Empujado por la lluvia y siguiendo a algunas personas conocidas, el protagonista entra a la gran sala de conciertos por la puerta lateral que usan los músicos. Allí se queda un tiempo, hasta que los artistas comienzan a ensayar la Novena Sinfonía de Beethoven, que él no soporta, como no soporta ninguna pieza romántica que esté relacionada con el sentimiento de lo “sublime”. Entonces, decide salir y camina por la calle distraído hasta que se choca con el paraguas de una persona con tanta fuerza que el objeto vuela por los aires y es pisado por los autos de la avenida.

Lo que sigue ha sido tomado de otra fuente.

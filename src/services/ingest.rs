use std::collections::HashSet;

use chrono::{NaiveDate, Utc};
use serde::{Deserialize, Serialize};
use uuid::Uuid;

use crate::error::AppResult;
use crate::models::{Category, Review};
use crate::services::providers::ReviewSource;

/// One entry from an external review dataset
///
/// Field names follow the collection pipeline's output (`item_name`,
/// `review_text`, `username`). Everything except the review text and the
/// rating is optional; conversion fills the gaps.
#[derive(Debug, Clone, Deserialize)]
pub struct RawReviewRecord {
    #[serde(default)]
    pub item_name: Option<String>,
    pub review_text: String,
    pub rating: f64,
    #[serde(default)]
    pub category: Option<String>,
    #[serde(default)]
    pub username: Option<String>,
    #[serde(default)]
    pub date: Option<String>,
}

/// Why a dataset record was rejected
#[derive(Debug, thiserror::Error, PartialEq)]
pub enum RecordError {
    #[error("rating {0} is not a whole number between 1 and 5")]
    InvalidRating(f64),

    #[error("review text is empty")]
    EmptyText,
}

/// Counts from a bulk import pass
#[derive(Debug, Default, Clone, Copy, PartialEq, Eq, Serialize)]
pub struct ImportSummary {
    /// Records converted into feed reviews
    pub imported: usize,
    /// Records skipped because an identical review already exists
    pub duplicates: usize,
    /// Records skipped because they failed validation
    pub invalid: usize,
}

/// Keyword table for inferring a category when a record carries no usable
/// label. Order matters: earlier entries win when keywords overlap.
const CATEGORY_KEYWORDS: &[(Category, &[&str])] = &[
    (
        Category::Product,
        &["gadget", "cosmetics", "lotion", "watch", "soap", "cleaner"],
    ),
    (
        Category::Travel,
        &[
            "travel",
            "hotel",
            "flight",
            "trip",
            "destination",
            "vacation",
            "tour",
            "airline",
            "stayed",
        ],
    ),
    (
        Category::Food,
        &[
            "food",
            "snack",
            "cuisine",
            "noodles",
            "ghee",
            "paneer",
            "chocolate",
            "butter",
        ],
    ),
    (
        Category::Fashion,
        &[
            "clothing", "fashion", "shirt", "jeans", "dress", "outfit", "style", "shoes",
        ],
    ),
    (
        Category::Electronics,
        &[
            "laptop",
            "phone",
            "camera",
            "tablet",
            "monitor",
            "headphone",
            "earbud",
            "smartwatch",
            "iphone",
            "mouse",
            "keyboard",
            "macbook",
        ],
    ),
    (
        Category::Restaurants,
        &[
            "restaurant",
            "cafe",
            "bistro",
            "diner",
            "eatery",
            "buffet",
            "pizza",
        ],
    ),
    (
        Category::Books,
        &[
            "book",
            "novel",
            "author",
            "fiction",
            "kindle",
            "paperback",
            "biography",
            "memoir",
            "thriller",
            "mystery",
        ],
    ),
];

/// Infers a category from free text when the dataset label is unusable
///
/// Two passes: item names match on plain substrings (brand fragments
/// count), review bodies only on whole words so that e.g. "overbooked"
/// does not register as a book.
pub fn infer_category(item_name: &str, review_text: &str) -> Option<Category> {
    let item = item_name.to_lowercase();
    for (category, keywords) in CATEGORY_KEYWORDS {
        if keywords.iter().any(|kw| item.contains(kw)) {
            return Some(*category);
        }
    }

    let text = review_text.to_lowercase();
    for (category, keywords) in CATEGORY_KEYWORDS {
        if keywords.iter().any(|kw| contains_word(&text, kw)) {
            return Some(*category);
        }
    }

    None
}

/// Whole-word containment check
fn contains_word(text: &str, word: &str) -> bool {
    text.split(|c: char| !c.is_alphanumeric()).any(|w| w == word)
}

/// Converts one raw record into a feed review
///
/// The category comes from the record's label when it parses, otherwise
/// from keyword inference, with `Other` as the last resort. Absent or
/// malformed dates fall back to today.
pub fn convert_record(record: &RawReviewRecord) -> Result<Review, RecordError> {
    let content = record.review_text.trim();
    if content.is_empty() {
        return Err(RecordError::EmptyText);
    }

    let rating = parse_rating(record.rating)?;

    let item_name = record
        .item_name
        .as_deref()
        .map(str::trim)
        .filter(|s| !s.is_empty());

    let category = record
        .category
        .as_deref()
        .and_then(Category::parse_label)
        .or_else(|| infer_category(item_name.unwrap_or(""), content))
        .unwrap_or(Category::Other);

    let author = record
        .username
        .as_deref()
        .map(str::trim)
        .filter(|s| !s.is_empty())
        .unwrap_or("anonymous");

    let date = record
        .date
        .as_deref()
        .and_then(|d| NaiveDate::parse_from_str(d.trim(), "%Y-%m-%d").ok())
        .unwrap_or_else(|| Utc::now().date_naive());

    Ok(Review {
        id: Uuid::new_v4(),
        title: item_name.unwrap_or("Review").to_string(),
        content: content.to_string(),
        rating,
        category,
        author: author.to_string(),
        date,
    })
}

/// Validates a dataset rating. Ratings arrive as JSON numbers; only whole
/// values within 1..=5 construct a review.
fn parse_rating(value: f64) -> Result<u8, RecordError> {
    if value.fract() == 0.0 && (1.0..=5.0).contains(&value) {
        Ok(value as u8)
    } else {
        Err(RecordError::InvalidRating(value))
    }
}

/// Converts a batch of raw records, skipping invalid entries and entries
/// that duplicate a review already in the feed
///
/// Duplicate detection keys on the trimmed review text plus the review
/// date, matching the collection pipeline. Returns the new reviews in
/// record order together with the skip counts.
pub fn import_records(
    existing: &[Review],
    records: &[RawReviewRecord],
) -> (Vec<Review>, ImportSummary) {
    let mut seen: HashSet<(String, NaiveDate)> = existing
        .iter()
        .map(|r| (r.content.trim().to_string(), r.date))
        .collect();

    let mut imported = Vec::new();
    let mut summary = ImportSummary::default();

    for record in records {
        match convert_record(record) {
            Ok(review) => {
                let key = (review.content.clone(), review.date);
                if seen.contains(&key) {
                    summary.duplicates += 1;
                    tracing::debug!(title = %review.title, "Skipping duplicate review");
                    continue;
                }
                seen.insert(key);
                summary.imported += 1;
                imported.push(review);
            }
            Err(e) => {
                summary.invalid += 1;
                tracing::debug!(error = %e, "Skipping invalid record");
            }
        }
    }

    (imported, summary)
}

/// Loads reviews from a catalog source, dropping records that duplicate
/// the reviews already held
pub async fn load_from_source(
    source: &dyn ReviewSource,
    existing: &[Review],
) -> AppResult<Vec<Review>> {
    let records = source.fetch_records().await?;
    let (reviews, summary) = import_records(existing, &records);

    tracing::info!(
        source = source.name(),
        imported = summary.imported,
        duplicates = summary.duplicates,
        invalid = summary.invalid,
        "Catalog loaded from source"
    );

    Ok(reviews)
}

/// The built-in reviews every fresh feed starts with
pub fn demo_reviews() -> Vec<Review> {
    vec![
        Review {
            id: Uuid::new_v4(),
            title: "iPhone 15 Pro Max Review".to_string(),
            content: "The camera is phenomenal. The action button is a nice touch, but battery \
                      life is just okay for a pro model. Overall a solid buy for photography \
                      lovers."
                .to_string(),
            rating: 4,
            category: Category::Electronics,
            author: "Sarah Chen".to_string(),
            date: demo_date(2024, 3, 10),
        },
        Review {
            id: Uuid::new_v4(),
            title: "Santorini - A Dream Trip".to_string(),
            content: "Stayed in Oia. The sunset views are every bit as magical as people say. \
                      Highly recommend \"The Blue Note\" restaurant for authentic moussaka."
                .to_string(),
            rating: 5,
            category: Category::Travel,
            author: "Marco Rossi".to_string(),
            date: demo_date(2023, 11, 22),
        },
    ]
}

fn demo_date(year: i32, month: u32, day: u32) -> NaiveDate {
    NaiveDate::from_ymd_opt(year, month, day).unwrap_or_default()
}

#[cfg(test)]
mod tests {
    use super::*;
    use crate::error::AppError;
    use crate::services::providers::MockReviewSource;

    fn record(text: &str, rating: f64) -> RawReviewRecord {
        RawReviewRecord {
            item_name: Some("Generic item".to_string()),
            review_text: text.to_string(),
            rating,
            category: None,
            username: Some("tester".to_string()),
            date: Some("2024-01-15".to_string()),
        }
    }

    #[test]
    fn test_convert_record_maps_fields() {
        let mut raw = record("Crisp display and a light body.", 5.0);
        raw.item_name = Some("Zenbook laptop".to_string());
        raw.category = Some("electronics".to_string());

        let review = convert_record(&raw).unwrap();
        assert_eq!(review.title, "Zenbook laptop");
        assert_eq!(review.content, "Crisp display and a light body.");
        assert_eq!(review.rating, 5);
        assert_eq!(review.category, Category::Electronics);
        assert_eq!(review.author, "tester");
        assert_eq!(review.date, NaiveDate::from_ymd_opt(2024, 1, 15).unwrap());
    }

    #[test]
    fn test_convert_record_defaults_missing_fields() {
        let raw = RawReviewRecord {
            item_name: None,
            review_text: "Decent enough.".to_string(),
            rating: 3.0,
            category: None,
            username: None,
            date: None,
        };

        let review = convert_record(&raw).unwrap();
        assert_eq!(review.title, "Review");
        assert_eq!(review.author, "anonymous");
        assert_eq!(review.category, Category::Other);
        assert_eq!(review.date, Utc::now().date_naive());
    }

    #[test]
    fn test_convert_record_rejects_fractional_rating() {
        let err = convert_record(&record("Fine.", 4.5)).unwrap_err();
        assert_eq!(err, RecordError::InvalidRating(4.5));
    }

    #[test]
    fn test_convert_record_rejects_out_of_range_rating() {
        assert!(matches!(
            convert_record(&record("Fine.", 0.0)),
            Err(RecordError::InvalidRating(_))
        ));
        assert!(matches!(
            convert_record(&record("Fine.", 6.0)),
            Err(RecordError::InvalidRating(_))
        ));
    }

    #[test]
    fn test_convert_record_rejects_blank_text() {
        let err = convert_record(&record("   ", 4.0)).unwrap_err();
        assert_eq!(err, RecordError::EmptyText);
    }

    #[test]
    fn test_malformed_date_falls_back_to_today() {
        let mut raw = record("Arrived on time.", 4.0);
        raw.date = Some("15/01/2024".to_string());

        let review = convert_record(&raw).unwrap();
        assert_eq!(review.date, Utc::now().date_naive());
    }

    #[test]
    fn test_unrecognized_label_falls_back_to_inference() {
        let mut raw = record("Perfect for long flights, hotel pickup was smooth.", 5.0);
        raw.item_name = Some("Kyoto guided tour".to_string());
        raw.category = Some("misc".to_string());

        let review = convert_record(&raw).unwrap();
        assert_eq!(review.category, Category::Travel);
    }

    #[test]
    fn test_inference_matches_item_name_substrings() {
        assert_eq!(
            infer_category("Sony headphones", "Silence at last."),
            Some(Category::Electronics)
        );
        assert_eq!(
            infer_category("Lavender soap bar", "Smells great."),
            Some(Category::Product)
        );
    }

    #[test]
    fn test_inference_requires_whole_words_in_text() {
        // "overbooked" contains "book" but is not a whole-word match
        assert_eq!(infer_category("", "Totally overbooked and chaotic."), None);
        assert_eq!(
            infer_category("", "A gripping novel about lighthouses."),
            Some(Category::Books)
        );
    }

    #[test]
    fn test_inference_order_prefers_earlier_categories() {
        // "watch" (product) wins over "smartwatch" (electronics)
        assert_eq!(
            infer_category("Aurora smartwatch", ""),
            Some(Category::Product)
        );
    }

    #[test]
    fn test_import_counts_duplicates_and_invalid() {
        let records = vec![
            record("Same text.", 4.0),
            record("Other text.", 5.0),
            record("Same text.", 4.0),
            record("Broken.", 9.0),
        ];

        let (reviews, summary) = import_records(&[], &records);
        assert_eq!(reviews.len(), 2);
        assert_eq!(
            summary,
            ImportSummary {
                imported: 2,
                duplicates: 1,
                invalid: 1,
            }
        );
    }

    #[test]
    fn test_import_skips_records_already_in_feed() {
        let existing = convert_record(&record("Loved it.", 5.0)).unwrap();

        let (reviews, summary) = import_records(&[existing], &[record("Loved it.", 5.0)]);
        assert!(reviews.is_empty());
        assert_eq!(summary.duplicates, 1);
    }

    #[test]
    fn test_demo_reviews_cover_the_default_interests() {
        let demos = demo_reviews();
        assert_eq!(demos.len(), 2);
        assert_eq!(demos[0].category, Category::Electronics);
        assert_eq!(demos[0].rating, 4);
        assert_eq!(demos[1].category, Category::Travel);
        assert_eq!(demos[1].rating, 5);
    }

    #[tokio::test]
    async fn test_load_from_source_converts_records() {
        let mut source = MockReviewSource::new();
        source.expect_name().return_const("mock");
        source.expect_fetch_records().returning(|| {
            Ok(vec![RawReviewRecord {
                item_name: Some("Noise cancelling headphones".to_string()),
                review_text: "Silence at last.".to_string(),
                rating: 5.0,
                category: None,
                username: None,
                date: Some("2024-06-01".to_string()),
            }])
        });

        let reviews = load_from_source(&source, &[]).await.unwrap();
        assert_eq!(reviews.len(), 1);
        assert_eq!(reviews[0].category, Category::Electronics);
        assert_eq!(reviews[0].title, "Noise cancelling headphones");
    }

    #[tokio::test]
    async fn test_load_from_source_propagates_errors() {
        let mut source = MockReviewSource::new();
        source.expect_name().return_const("mock");
        source.expect_fetch_records().returning(|| {
            Err(std::io::Error::new(std::io::ErrorKind::NotFound, "missing dataset").into())
        });

        let err = load_from_source(&source, &[]).await.unwrap_err();
        assert!(matches!(err, AppError::DatasetIo(_)));
    }
}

Sin embargo, la víctima del choque no lo insulta, sino que se muestra feliz de haberlo encontrado. Se trata del Curador del Museo Organográfico, un viejo músico universitario, extremadamente culto y conocedor tanto de instrumentos como de obras musicales, que en otras épocas ha sido maestro del protagonista. El Curador manifiesta con alegría que tiene un regalo para el narrador, a quien le ha perdido el rastro desde hace años. Lo lleva entonces a su vieja casa. Allí, mientras sirve té y espera que su criada traiga el regalo, se pone a hablar sobre rarezas musicales de un cultismo extremo con el protagonista, quien lo único que puede hacer es asentir en silencio y tomar ron con té mientras busca una forma de escapar de aquella situación.

La criada llega entonces con un disco de vinilo que coloca sobre un gramófono. Lo que rescata el narrador de positivo es que aquella pieza no va a durar mucho, porque las partes grabadas del disco son pocas. Lo que suena en la habitación es el extraño gorjeo de un ave, con un ritmo monótono, como si se tratara de un mensaje en código morse. Al finalizar el disco, el Curador se muestra extasiado y le dice al narrador que no se trata de un pájaro, sino de la grabación de un instrumento musical, escuchado en las selvas americanas, que imita el gorjeo de un ave. Lo fabuloso de aquello es que la grabación sería una prueba de la tesis que el narrador había sostenido durante su juventud de académico: la música habría nacido como un intento ritual de imitar los sonidos de los animales.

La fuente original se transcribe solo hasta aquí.